You might initially miss it if you stroll through a crowded Singaporean transit station late on a weeknight. As the platform fills, a long strip of colored light that runs across the ceiling changes from a serene blue to a warmer amber. The majority of commuters don’t look up. They are not required to. Even so, they change their pace almost instinctively, as though the structure itself were pushing them. This is the more subdued aspect of the smart city debate, and it is gaining traction more quickly than most people are aware.
Municipalities in parts of North America, Europe, and East Asia have begun making significant investments in what designers refer to as ambient displays. These aren’t the enormous screens for advertisements you see in Shibuya or Times Square. They are more subdued devices that blend in with floors, walls, lampposts, and even bus shelters to influence crowd movement without ever giving instructions. This is a pulsating light. There was a change in color. The notion that the environment itself can speak for itself comes from years of scholarly research on ambient intelligence.

This may be the most underappreciated trend in urban planning at the moment. Walking through cities like Seoul or Helsinki gives you the impression that the city is responding to you. For years, scholars such as Norbert Streitz have maintained that smart spaces ought to enhance human intelligence rather than merely increase surveillance. That distinction is important. A camera observes. An ambient display extends an invitation. Theoretically, there is a huge difference, but in reality, the distinction is more hazy than officials would like to acknowledge.
Consider London’s experiments with big football games. In order to reduce traffic jams without a single steward yelling over a loudspeaker, local councils have tested floor lighting near tube stations that gently glows in the direction crowds should walk. Officials claim it is effective. Although most commuters are unaware that the system is in place, they appear to agree. The point—and possibly the issue—is that invisibility.
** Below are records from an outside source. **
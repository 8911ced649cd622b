use std::io;
use std::path::{Path, PathBuf};
use std::time::UNIX_EPOCH;

use md5::Context as Md5Context;
use tokio::io::AsyncReadExt;
use tracing::warn;

use super::store::EntryKind;

/// Hidden file at the root of a working tree that records its binding.
pub const MARKER_FILE_NAME: &str = ".ydrepo";
/// Sibling the marker is written to before it is renamed into place.
pub const MARKER_TEMP_NAME: &str = ".ydrepo.tmp";
/// Suffix of the hidden `.<name>.ydpart` files downloads stage into.
pub const STAGING_SUFFIX: &str = ".ydpart";

/// Names this tool writes for its own bookkeeping. They are never synced,
/// on either side and at any level.
pub fn is_internal(name: &str) -> bool {
    name == MARKER_FILE_NAME
        || name == MARKER_TEMP_NAME
        || (name.len() > STAGING_SUFFIX.len() + 1
            && name.starts_with('.')
            && name.ends_with(STAGING_SUFFIX))
}

#[derive(Debug, Clone, PartialEq, Eq)]
pub struct LocalEntry {
    pub name: String,
    pub path: PathBuf,
    pub kind: EntryKind,
}

/// One directory level as seen on disk.
#[derive(Debug, Default)]
pub struct LocalListing {
    /// Sorted by name.
    pub entries: Vec<LocalEntry>,
    /// Names that exist but whose kind is unknown (dangling symlinks,
    /// permission errors). They must not be mistaken for deletions.
    pub unreadable: Vec<String>,
}

/// Children of `dir` without the internal files. Entries whose name is not
/// valid UTF-8 are skipped.
pub async fn list_local(dir: &Path) -> io::Result<LocalListing> {
    let mut listing = LocalListing::default();
    let mut read_dir = tokio::fs::read_dir(dir).await?;
    while let Some(entry) = read_dir.next_entry().await? {
        let path = entry.path();
        let Some(name) = entry.file_name().to_str().map(str::to_string) else {
            warn!(path = %path.display(), "skipping entry with non UTF-8 name");
            continue;
        };
        if is_internal(&name) {
            continue;
        }
        // Follows symlinks, so a linked directory syncs as a directory.
        let meta = match tokio::fs::metadata(&path).await {
            Ok(meta) => meta,
            Err(err) => {
                warn!(path = %path.display(), error = %err, "entry kind unknown; leaving it alone");
                listing.unreadable.push(name);
                continue;
            }
        };
        let kind = if meta.is_dir() {
            EntryKind::Folder
        } else {
            EntryKind::File
        };
        listing.entries.push(LocalEntry { name, path, kind });
    }
    listing.entries.sort_by(|a, b| a.name.cmp(&b.name));
    Ok(listing)
}

pub async fn file_md5(path: &Path) -> io::Result<String> {
    let mut file = tokio::fs::File::open(path).await?;
    let mut ctx = Md5Context::new();
    let mut buf = vec![0u8; 64 * 1024];
    loop {
        let read = file.read(&mut buf).await?;
        if read == 0 {
            break;
        }
        ctx.consume(&buf[..read]);
    }
    Ok(format!("{:x}", ctx.compute()))
}

/// Modification time in fractional epoch seconds.
pub async fn modified_secs(path: &Path) -> io::Result<f64> {
    let modified = tokio::fs::metadata(path).await?.modified()?;
    Ok(modified
        .duration_since(UNIX_EPOCH)
        .map(|d| d.as_secs_f64())
        .unwrap_or(0.0))
}

pub async fn remove_entry(entry: &LocalEntry) -> io::Result<()> {
    match entry.kind {
        EntryKind::Folder => tokio::fs::remove_dir_all(&entry.path).await,
        EntryKind::File => tokio::fs::remove_file(&entry.path).await,
    }
}
use std::collections::VecDeque;
use std::io::{self, BufRead, Write};

use dialoguer::Confirm;
use tracing::warn;

use super::store::EntryKind;

/// Which tree a pending deletion applies to.
#[derive(Debug, Clone, Copy, PartialEq, Eq)]
pub enum DeletionSide {
    /// Push is about to remove entries from the remote folder.
    Remote,
    /// Pull is about to remove entries from the working tree.
    Local,
}

#[derive(Debug, Clone, PartialEq, Eq)]
pub struct PendingDeletion {
    /// Path relative to the repository root.
    pub path: String,
    pub kind: EntryKind,
}

#[derive(Debug)]
pub struct DeletionRequest<'a> {
    pub side: DeletionSide,
    pub entries: &'a [PendingDeletion],
}

/// Decides whether a batch of deletions may go ahead.
pub trait ConfirmationGate {
    fn confirm_deletion(&mut self, request: &DeletionRequest<'_>) -> bool;
}

/// Approves everything; used for `--yes`.
#[derive(Debug, Default, Clone, Copy)]
pub struct AlwaysConfirm;

impl ConfirmationGate for AlwaysConfirm {
    fn confirm_deletion(&mut self, _request: &DeletionRequest<'_>) -> bool {
        true
    }
}

/// Lists the pending deletions and asks `y/n` until it gets a valid answer.
/// End of input counts as `n`. Used when stdin is not a terminal.
pub struct InteractivePrompt<R, W> {
    input: R,
    output: W,
}

impl InteractivePrompt<io::StdinLock<'static>, io::Stderr> {
    pub fn stdio() -> Self {
        Self::new(io::stdin().lock(), io::stderr())
    }
}

impl<R: BufRead, W: Write> InteractivePrompt<R, W> {
    pub fn new(input: R, output: W) -> Self {
        Self { input, output }
    }

    fn ask(&mut self, request: &DeletionRequest<'_>) -> io::Result<bool> {
        write!(self.output, "{}", describe(request))?;
        loop {
            write!(self.output, "Do you still wish to proceed (y/n)? ")?;
            self.output.flush()?;
            let mut line = String::new();
            if self.input.read_line(&mut line)? == 0 {
                return Ok(false);
            }
            match line.trim() {
                "y" | "Y" | "yes" => return Ok(true),
                "n" | "N" | "no" => return Ok(false),
                _ => writeln!(self.output, "Invalid input")?,
            }
        }
    }
}

impl<R: BufRead, W: Write> ConfirmationGate for InteractivePrompt<R, W> {
    fn confirm_deletion(&mut self, request: &DeletionRequest<'_>) -> bool {
        match self.ask(request) {
            Ok(answer) => answer,
            Err(err) => {
                warn!(error = %err, "confirmation prompt failed; declining");
                false
            }
        }
    }
}

/// Terminal confirmation through `dialoguer`, defaulting to no.
#[derive(Debug, Default, Clone, Copy)]
pub struct TerminalPrompt;

impl ConfirmationGate for TerminalPrompt {
    fn confirm_deletion(&mut self, request: &DeletionRequest<'_>) -> bool {
        eprint!("{}", describe(request));
        match Confirm::new()
            .with_prompt("Do you still wish to proceed?")
            .default(false)
            .interact()
        {
            Ok(answer) => answer,
            Err(err) => {
                warn!(error = %err, "confirmation prompt failed; declining");
                false
            }
        }
    }
}

fn describe(request: &DeletionRequest<'_>) -> String {
    let action = match request.side {
        DeletionSide::Remote => "deleted from the remote folder in order to push",
        DeletionSide::Local => "deleted locally in order to pull",
    };
    let mut text = format!("The following files/folders need to be {action}:\n");
    for entry in request.entries {
        match entry.kind {
            EntryKind::Folder => text.push_str(&format!(" {}/...\n", entry.path)),
            EntryKind::File => text.push_str(&format!(" {}\n", entry.path)),
        }
    }
    text
}

/// Answers from a fixed script and remembers what it was asked.
#[derive(Debug, Default)]
pub struct ScriptedGate {
    answers: VecDeque<bool>,
    fallback: bool,
    asked: Vec<(DeletionSide, Vec<String>)>,
}

impl ScriptedGate {
    pub fn new(answers: impl IntoIterator<Item = bool>, fallback: bool) -> Self {
        Self {
            answers: answers.into_iter().collect(),
            fallback,
            asked: Vec::new(),
        }
    }

    pub fn accepting() -> Self {
        Self::new([], true)
    }

    pub fn declining() -> Self {
        Self::new([], false)
    }

    /// Every request so far, as (side, relative paths).
    pub fn asked(&self) -> &[(DeletionSide, Vec<String>)] {
        &self.asked
    }
}

impl ConfirmationGate for ScriptedGate {
    fn confirm_deletion(&mut self, request: &DeletionRequest<'_>) -> bool {
        self.asked.push((
            request.side,
            request.entries.iter().map(|e| e.path.clone()).collect(),
        ));
        self.answers.pop_front().unwrap_or(self.fallback)
    }
}

#[cfg(test)]
mod tests {
    use super::*;

    fn request(entries: &[PendingDeletion]) -> DeletionRequest<'_> {
        DeletionRequest {
            side: DeletionSide::Local,
            entries,
        }
    }

    fn pending() -> Vec<PendingDeletion> {
        vec![
            PendingDeletion {
                path: "old.txt".into(),
                kind: EntryKind::File,
            },
            PendingDeletion {
                path: "stale".into(),
                kind: EntryKind::Folder,
            },
        ]
    }

    #[test]
    fn prompt_reasks_until_valid_answer() {
        let entries = pending();
        let mut out = Vec::new();
        let mut prompt = InteractivePrompt::new(&b"maybe\ny\n"[..], &mut out);
        assert!(prompt.confirm_deletion(&request(&entries)));
        let text = String::from_utf8(out).unwrap();
        assert!(text.contains(" old.txt\n"));
        assert!(text.contains(" stale/...\n"));
        assert!(text.contains("Invalid input"));
    }

    #[test]
    fn prompt_declines_on_no_and_on_eof() {
        let entries = pending();
        let mut prompt = InteractivePrompt::new(&b"n\n"[..], Vec::new());
        assert!(!prompt.confirm_deletion(&request(&entries)));
        let mut prompt = InteractivePrompt::new(&b""[..], Vec::new());
        assert!(!prompt.confirm_deletion(&request(&entries)));
    }

    #[test]
    fn description_names_the_side() {
        let entries = pending();
        let remote = DeletionRequest {
            side: DeletionSide::Remote,
            entries: &entries,
        };
        assert!(describe(&remote).starts_with(
            "The following files/folders need to be deleted from the remote folder"
        ));
        assert!(describe(&request(&entries)).contains("deleted locally in order to pull"));
    }

    #[test]
    fn scripted_gate_records_requests() {
        let entries = pending();
        let mut gate = ScriptedGate::new([false], true);
        assert!(!gate.confirm_deletion(&request(&entries)));
        assert!(gate.confirm_deletion(&request(&entries)));
        assert_eq!(gate.asked().len(), 2);
        assert_eq!(gate.asked()[0].1, vec!["old.txt", "stale"]);
    }
}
Because this is where it gets uncomfortable. The issue of consent becomes unclear when infrastructure begins directing behavior without anyone noticing. This was referred to as the metropticon in a 2016 Fordham Law Review article. It is a hyperconnected city where privacy is subtly undermined by the amiable hum of effective design. Crowd control seems harmless until you realize that the same sensors that count heads can also track who you entered with. Municipal authorities in cities like Barcelona have resisted, insisting on privacy-by-design frameworks prior to the launch of any new displays. Some have not exercised the same caution.
The business side is flourishing. These days, ticketing platforms post instructions on AI camera feeds and real-time crowd dashboards. Vendors pitch city governments on dimmable LED corridors, presence sensors, even floor tiles that change colour as foot traffic builds. The pitch is always the same. safer gatherings. more fluid flow. fewer occurrences. And honestly, after the tragedies in Seoul’s Itaewon district in 2022, it’s hard to argue against trying.
Even so, there’s a subtle tension throughout the entire project as you watch this develop. With remarkable speed, cities like Shenzhen have adopted these systems, integrating cameras and sensors into almost every area of public space. European cities are becoming more cautious, sometimes due to real public debate and other times due to regulations. There is no obvious right or wrong path.
What’s clear is that the megaphone era of crowd control is ending. The replacement is gentler, more elegant, and far harder to see. Whether that makes our cities safer or simply more obedient is something we may not understand for another decade. For now, the lights keep shifting, the crowds keep moving, and most people walk through it all without ever looking up.